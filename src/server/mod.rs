//! HTTP API over the hospital catalog.

mod handlers;
mod state;

use axum::routing::get;
use axum::Router;
use std::sync::Arc;
use tower_http::cors::CorsLayer;

pub use state::AppState;

pub fn build_router(state: AppState) -> Router {
    Router::new()
        .route("/api/health", get(handlers::health))
        .route("/api/hospitals/nearby", get(handlers::nearby))
        .route("/api/hospitals/search", get(handlers::search))
        .route("/api/hospitals/{id}", get(handlers::detail))
        .layer(CorsLayer::permissive())
        .with_state(Arc::new(state))
}

pub async fn start(host: &str, port: u16, state: AppState) -> std::io::Result<()> {
    let hospitals = state.catalog.len();
    let app = build_router(state);
    let addr = format!("{}:{}", host, port);
    let listener = tokio::net::TcpListener::bind(&addr).await?;

    tracing::info!(%addr, hospitals, "hospital finder listening");
    eprintln!("  Hospital finder listening on http://{}", addr);
    eprintln!("  Press Ctrl+C to stop.");

    axum::serve(listener, app).await
}
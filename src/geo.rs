//! Great-circle distance between two coordinates.
//!
//! Uses the haversine formula on a spherical Earth (R = 6371 km).
//! Inputs are not range-checked; out-of-range coordinates give a finite
//! but meaningless distance.

use serde::{Deserialize, Serialize};
use std::f64::consts::PI;

const DEG: f64 = PI / 180.0;
const EARTH_RADIUS_KM: f64 = 6371.0;

/// A latitude/longitude pair in decimal degrees.
#[derive(Debug, Clone, Copy, PartialEq, Serialize, Deserialize)]
pub struct GeoPoint {
    pub latitude: f64,
    pub longitude: f64,
}

impl GeoPoint {
    pub fn new(latitude: f64, longitude: f64) -> Self {
        Self { latitude, longitude }
    }

    /// True when both components fall inside their valid ranges.
    pub fn is_valid(&self) -> bool {
        (-90.0..=90.0).contains(&self.latitude) && (-180.0..=180.0).contains(&self.longitude)
    }
}

/// Haversine distance in kilometers.
pub fn distance_km(a: GeoPoint, b: GeoPoint) -> f64 {
    let lat1 = a.latitude * DEG;
    let lat2 = b.latitude * DEG;
    let d_lat = (b.latitude - a.latitude) * DEG;
    let d_lon = (b.longitude - a.longitude) * DEG;

    let h = (d_lat / 2.0).sin().powi(2) + lat1.cos() * lat2.cos() * (d_lon / 2.0).sin().powi(2);
    // Rounding can push h a hair outside [0, 1] for antipodal points.
    let h = h.clamp(0.0, 1.0);
    let c = 2.0 * h.sqrt().atan2((1.0 - h).sqrt());

    EARTH_RADIUS_KM * c
}

/// Format coordinates as "35.6762°N, 139.6503°E".
pub fn format_coords(p: GeoPoint) -> String {
    let ns = if p.latitude >= 0.0 { 'N' } else { 'S' };
    let ew = if p.longitude >= 0.0 { 'E' } else { 'W' };
    format!("{:.4}°{}, {:.4}°{}", p.latitude.abs(), ns, p.longitude.abs(), ew)
}
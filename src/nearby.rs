//! Proximity filtering and ranking.
//!
//! Pipeline: drop inactive hospitals and those without coordinates → emergency filter →
//! specialty filter → distance → radius cut → stable sort → limit.
//! Malformed parameters (negative radius, limit ≤ 0) yield an empty result.

use crate::geo::{self, GeoPoint};
use crate::hospital::HospitalRecord;
use serde::Serialize;

pub const DEFAULT_RADIUS_KM: f64 = 10.0;
pub const DEFAULT_LIMIT: i64 = 20;

/// Parameters of a nearby search.
#[derive(Debug, Clone, PartialEq)]
pub struct NearbyQuery {
    pub origin: GeoPoint,
    pub max_distance_km: f64,
    pub specialty: Option<String>,
    pub emergency_only: bool,
    pub limit: i64,
}

impl NearbyQuery {
    pub fn new(origin: GeoPoint) -> Self {
        Self {
            origin,
            max_distance_km: DEFAULT_RADIUS_KM,
            specialty: None,
            emergency_only: false,
            limit: DEFAULT_LIMIT,
        }
    }

    pub fn within_km(mut self, km: f64) -> Self {
        self.max_distance_km = km;
        self
    }

    pub fn specialty(mut self, specialty: impl Into<String>) -> Self {
        self.specialty = Some(specialty.into());
        self
    }

    pub fn emergency_only(mut self, yes: bool) -> Self {
        self.emergency_only = yes;
        self
    }

    pub fn limit(mut self, limit: i64) -> Self {
        self.limit = limit;
        self
    }
}

/// A hospital annotated with its distance from the query origin.
#[derive(Debug, Clone, PartialEq, Serialize)]
pub struct ProximityResult {
    pub hospital: HospitalRecord,
    pub distance_km: f64,
}

/// Hospitals within `query.max_distance_km` of the origin, nearest first.
///
/// Hospitals at equal distance keep their input order.
pub fn find_nearby(hospitals: &[HospitalRecord], query: &NearbyQuery) -> Vec<ProximityResult> {
    if query.limit <= 0 {
        return Vec::new();
    }
    let specialty = query.specialty.as_deref().filter(|s| !s.is_empty());

    let mut results: Vec<ProximityResult> = hospitals
        .iter()
        .filter(|h| h.is_active)
        .filter(|h| !query.emergency_only || h.emergency_capable)
        .filter(|h| specialty.map_or(true, |s| h.offers_specialty(s)))
        .filter_map(|h| {
            let location = h.location?;
            let distance_km = geo::distance_km(query.origin, location);
            // Also rejects NaN distances and a NaN radius.
            if !(distance_km <= query.max_distance_km) {
                return None;
            }
            Some(ProximityResult { hospital: h.clone(), distance_km })
        })
        .collect();

    // sort_by is stable: ties stay in input order.
    results.sort_by(|a, b| a.distance_km.total_cmp(&b.distance_km));
    results.truncate(usize::try_from(query.limit).unwrap_or(usize::MAX));
    results
}

#[cfg(test)]
mod tests {
    use super::*;

    const ORIGIN: GeoPoint = GeoPoint { latitude: 35.0, longitude: 139.0 };

    /// Roughly `km` kilometers due north of ORIGIN.
    fn north_of_origin(id: &str, km: f64) -> HospitalRecord {
        let deg = km / (6371.0 * std::f64::consts::PI / 180.0);
        HospitalRecord::new(id, id).at(ORIGIN.latitude + deg, ORIGIN.longitude)
    }

    fn ids(results: &[ProximityResult]) -> Vec<&str> {
        results.iter().map(|r| r.hospital.id.as_str()).collect()
    }

    #[test]
    fn test_scenario_radius_and_order() {
        let hospitals = vec![
            north_of_origin("H1", 1.2),
            north_of_origin("H2", 0.8),
            north_of_origin("H3", 15.0),
        ];
        let q = NearbyQuery::new(ORIGIN).within_km(10.0).limit(10);
        let results = find_nearby(&hospitals, &q);
        assert_eq!(ids(&results), vec!["H2", "H1"]);
        assert!((results[0].distance_km - 0.8).abs() < 1e-6);
        assert!((results[1].distance_km - 1.2).abs() < 1e-6);
    }

    #[test]
    fn test_empty_input() {
        assert!(find_nearby(&[], &NearbyQuery::new(ORIGIN)).is_empty());
    }

    #[test]
    fn test_limit_zero_and_negative() {
        let hospitals = vec![north_of_origin("H1", 1.0)];
        assert!(find_nearby(&hospitals, &NearbyQuery::new(ORIGIN).limit(0)).is_empty());
        assert!(find_nearby(&hospitals, &NearbyQuery::new(ORIGIN).limit(-3)).is_empty());
    }

    #[test]
    fn test_limit_truncates() {
        let hospitals: Vec<_> = (1..=5).map(|i| north_of_origin(&format!("H{}", i), i as f64)).collect();
        let results = find_nearby(&hospitals, &NearbyQuery::new(ORIGIN).limit(2));
        assert_eq!(ids(&results), vec!["H1", "H2"]);
    }

    #[test]
    fn test_negative_radius_is_empty() {
        let hospitals = vec![HospitalRecord::new("same", "same").at(ORIGIN.latitude, ORIGIN.longitude)];
        assert!(find_nearby(&hospitals, &NearbyQuery::new(ORIGIN).within_km(-1.0)).is_empty());
        assert!(find_nearby(&hospitals, &NearbyQuery::new(ORIGIN).within_km(f64::NAN)).is_empty());
        assert_eq!(find_nearby(&hospitals, &NearbyQuery::new(ORIGIN).within_km(0.0)).len(), 1);
    }

    #[test]
    fn test_missing_location_skipped() {
        let hospitals = vec![HospitalRecord::new("nowhere", "No Coordinates"), north_of_origin("H1", 1.0)];
        assert_eq!(ids(&find_nearby(&hospitals, &NearbyQuery::new(ORIGIN))), vec!["H1"]);
    }

    #[test]
    fn test_inactive_skipped() {
        let hospitals = vec![
            north_of_origin("closed-down", 0.2).active(false),
            north_of_origin("H1", 1.0),
        ];
        assert_eq!(ids(&find_nearby(&hospitals, &NearbyQuery::new(ORIGIN))), vec!["H1"]);
    }

    #[test]
    fn test_suspended_specialty_filtered() {
        let hospitals = vec![
            north_of_origin("peds-paused", 0.5).with_specialties(["Pediatrics"]).suspend_specialty("Pediatrics"),
            north_of_origin("peds", 2.0).with_specialties(["Pediatrics"]),
        ];
        let q = NearbyQuery::new(ORIGIN).specialty("pediatrics");
        assert_eq!(ids(&find_nearby(&hospitals, &q)), vec!["peds"]);
    }

    #[test]
    fn test_emergency_only() {
        let hospitals = vec![
            north_of_origin("clinic", 0.5),
            north_of_origin("er", 2.0).emergency(true),
        ];
        let all = find_nearby(&hospitals, &NearbyQuery::new(ORIGIN));
        assert_eq!(ids(&all), vec!["clinic", "er"]);
        let er = find_nearby(&hospitals, &NearbyQuery::new(ORIGIN).emergency_only(true));
        assert_eq!(ids(&er), vec!["er"]);
    }

    #[test]
    fn test_specialty_filter() {
        let hospitals = vec![
            north_of_origin("derm", 0.5).with_specialties(["Dermatology"]),
            north_of_origin("ortho", 1.0).with_specialties(["Orthopedic Surgery", "Rehabilitation"]),
        ];
        let q = NearbyQuery::new(ORIGIN).specialty("surgery");
        assert_eq!(ids(&find_nearby(&hospitals, &q)), vec!["ortho"]);

        let q = NearbyQuery::new(ORIGIN).specialty("Cardiology");
        assert!(find_nearby(&hospitals, &q).is_empty());

        let q = NearbyQuery::new(ORIGIN).specialty("");
        assert_eq!(find_nearby(&hospitals, &q).len(), 2);
    }

    #[test]
    fn test_ties_keep_input_order() {
        let hospitals = vec![
            north_of_origin("b", 3.0),
            north_of_origin("a", 3.0),
            north_of_origin("c", 1.0),
            north_of_origin("d", 3.0),
        ];
        let results = find_nearby(&hospitals, &NearbyQuery::new(ORIGIN));
        assert_eq!(ids(&results), vec!["c", "b", "a", "d"]);
    }

    #[test]
    fn test_sorted_and_within_radius() {
        let hospitals: Vec<_> = [7.5, 0.3, 12.0, 4.4, 9.99, 10.5, 2.2, 6.1]
            .iter()
            .enumerate()
            .map(|(i, km)| north_of_origin(&format!("H{}", i), *km))
            .collect();
        let q = NearbyQuery::new(ORIGIN).within_km(10.0).limit(100);
        let results = find_nearby(&hospitals, &q);
        assert_eq!(results.len(), 6);
        assert!(results.iter().all(|r| r.distance_km <= q.max_distance_km));
        assert!(results.windows(2).all(|w| w[0].distance_km <= w[1].distance_km));
    }

    #[test]
    fn test_input_not_mutated() {
        let hospitals = vec![north_of_origin("H2", 2.0), north_of_origin("H1", 1.0)];
        let before = hospitals.clone();
        let _ = find_nearby(&hospitals, &NearbyQuery::new(ORIGIN));
        assert_eq!(hospitals, before);
    }
}
use chrono::{NaiveDateTime, Utc};
use chrono_tz::Tz;
use clap::{Parser, Subcommand};
use hospital_finder::catalog::Catalog;
use hospital_finder::detail::HospitalDetail;
use hospital_finder::geo::{format_coords, GeoPoint};
use hospital_finder::hours;
use hospital_finder::nearby::{find_nearby, NearbyQuery, DEFAULT_LIMIT, DEFAULT_RADIUS_KM};
use hospital_finder::server::{self, AppState};
use std::path::PathBuf;
use tracing_subscriber::EnvFilter;

/// Hospital Finder: nearby hospitals and opening hours
///
/// Examples:
///   hospital-finder nearby --lat 35.6762 --lon 139.6503
///   hospital-finder nearby --lat 35.6762 --lon 139.6503 --radius 3 --specialty surgery
///   hospital-finder search clinic
///   hospital-finder show tokyo-general --at "2026-10-18 10:00"
///   hospital-finder --catalog hospitals.json serve --port 8080
#[derive(Parser)]
#[command(name = "hospital-finder", version, about, long_about = None)]
struct Cli {
    /// JSON catalog file. Defaults to ~/.hospital-finder/hospitals.json,
    /// then the built-in sample hospitals.
    #[arg(long, global = true)]
    catalog: Option<PathBuf>,

    /// IANA timezone the hospitals' hours are expressed in.
    #[arg(long, global = true, default_value = "Asia/Tokyo")]
    tz: String,

    #[command(subcommand)]
    command: Command,
}

#[derive(Subcommand)]
enum Command {
    /// Hospitals near a point, nearest first.
    Nearby {
        /// Latitude (-90 to 90).
        #[arg(long, allow_hyphen_values = true)]
        lat: f64,

        /// Longitude (-180 to 180).
        #[arg(long, allow_hyphen_values = true)]
        lon: f64,

        /// Search radius in kilometers.
        #[arg(long, default_value_t = DEFAULT_RADIUS_KM)]
        radius: f64,

        /// Only hospitals offering this specialty (substring, case-insensitive).
        #[arg(long)]
        specialty: Option<String>,

        /// Only hospitals with emergency services.
        #[arg(long)]
        emergency_only: bool,

        #[arg(long, default_value_t = DEFAULT_LIMIT, allow_hyphen_values = true)]
        limit: i64,
    },
    /// Search hospitals by name.
    Search {
        /// Name fragment. Empty lists everything.
        #[arg(index = 1, default_value = "")]
        query: String,

        #[arg(long)]
        specialty: Option<String>,

        #[arg(long, default_value_t = DEFAULT_LIMIT)]
        limit: i64,
    },
    /// Opening status of one hospital.
    Show {
        id: String,

        /// Local time to evaluate ("YYYY-MM-DD HH:MM"). Defaults to now.
        #[arg(long)]
        at: Option<String>,
    },
    /// Run the HTTP API.
    Serve {
        #[arg(long, default_value = "127.0.0.1")]
        host: String,

        #[arg(long, default_value_t = 8080)]
        port: u16,
    },
}

fn main() {
    tracing_subscriber::fmt()
        .with_env_filter(EnvFilter::try_from_default_env().unwrap_or_else(|_| EnvFilter::new("info")))
        .with_writer(std::io::stderr)
        .init();

    let cli = Cli::parse();

    let tz: Tz = cli.tz.parse().unwrap_or_else(|_| {
        eprintln!("Error: Unknown timezone '{}'. Use IANA format (e.g. Asia/Tokyo).", cli.tz);
        std::process::exit(1);
    });

    let catalog = Catalog::load(cli.catalog.as_deref()).unwrap_or_else(|e| {
        eprintln!("Error: {}", e);
        std::process::exit(1);
    });

    match cli.command {
        Command::Nearby { lat, lon, radius, specialty, emergency_only, limit } => {
            let origin = GeoPoint::new(lat, lon);
            if !origin.is_valid() {
                eprintln!("Error: Invalid coordinates. Lat: -90..90, Lon: -180..180");
                std::process::exit(1);
            }
            let now = hours::localize(Utc::now(), tz);
            let mut query = NearbyQuery::new(origin)
                .within_km(radius)
                .emergency_only(emergency_only)
                .limit(limit);
            query.specialty = specialty;

            let results = find_nearby(catalog.hospitals(), &query);

            eprintln!("  {} hospital(s) within {} km of {}", results.len(), radius, format_coords(origin));
            for r in &results {
                let status = if hours::is_open(&r.hospital.schedule, now) { "open" } else { "closed" };
                eprintln!("    {:>6.2} km  {}  [{}]", r.distance_km, r.hospital.name, status);
            }
            print_json(&results);
        }
        Command::Search { query, specialty, limit } => {
            let results = catalog.search(&query, specialty.as_deref(), limit);
            eprintln!("  {} match(es) for '{}'", results.len(), query);
            print_json(&results);
        }
        Command::Show { id, at } => {
            let hospital = catalog.get(&id).unwrap_or_else(|| {
                eprintln!("Error: Hospital '{}' not found", id);
                std::process::exit(1);
            });
            let now = match at {
                Some(s) => NaiveDateTime::parse_from_str(&s, "%Y-%m-%d %H:%M").unwrap_or_else(|e| {
                    eprintln!("Error: Invalid time '{}': {}", s, e);
                    std::process::exit(1);
                }),
                None => hours::localize(Utc::now(), tz),
            };

            let detail = HospitalDetail::at(hospital, now);
            eprintln!("  {}", detail.hospital.name);
            eprintln!("  {}", if detail.is_open_now { "Open now" } else { "Closed now" });
            match &detail.today_hours {
                Some(h) => eprintln!("  Today: {}", h),
                None => eprintln!("  Today: no hours on record"),
            }
            if let Some(next) = &detail.next_open {
                eprintln!("  Opens: {}", next);
            }
            print_json(&detail);
        }
        Command::Serve { host, port } => {
            let runtime = tokio::runtime::Runtime::new().unwrap_or_else(|e| {
                eprintln!("Error: Cannot start runtime: {}", e);
                std::process::exit(1);
            });
            let state = AppState { catalog, tz };
            if let Err(e) = runtime.block_on(server::start(&host, port, state)) {
                eprintln!("Server error: {}", e);
                std::process::exit(1);
            }
        }
    }
}

fn print_json<T: serde::Serialize + ?Sized>(value: &T) {
    match serde_json::to_string_pretty(value) {
        Ok(json) => println!("{}", json),
        Err(e) => {
            eprintln!("Error: Cannot encode output: {}", e);
            std::process::exit(1);
        }
    }
}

******

- [TASK OBJECTIVE]: Copy every line from the entries that contains the word "collect".

- [ANSWER SECTION]:
        .collect();
        results.iter().map(|r| r.hospital.id.as_str()).collect()
        let hospitals: Vec<_> = (1..=5).map(|i| north_of_origin(&format!("H{}", i), i as f64)).collect();
            .collect();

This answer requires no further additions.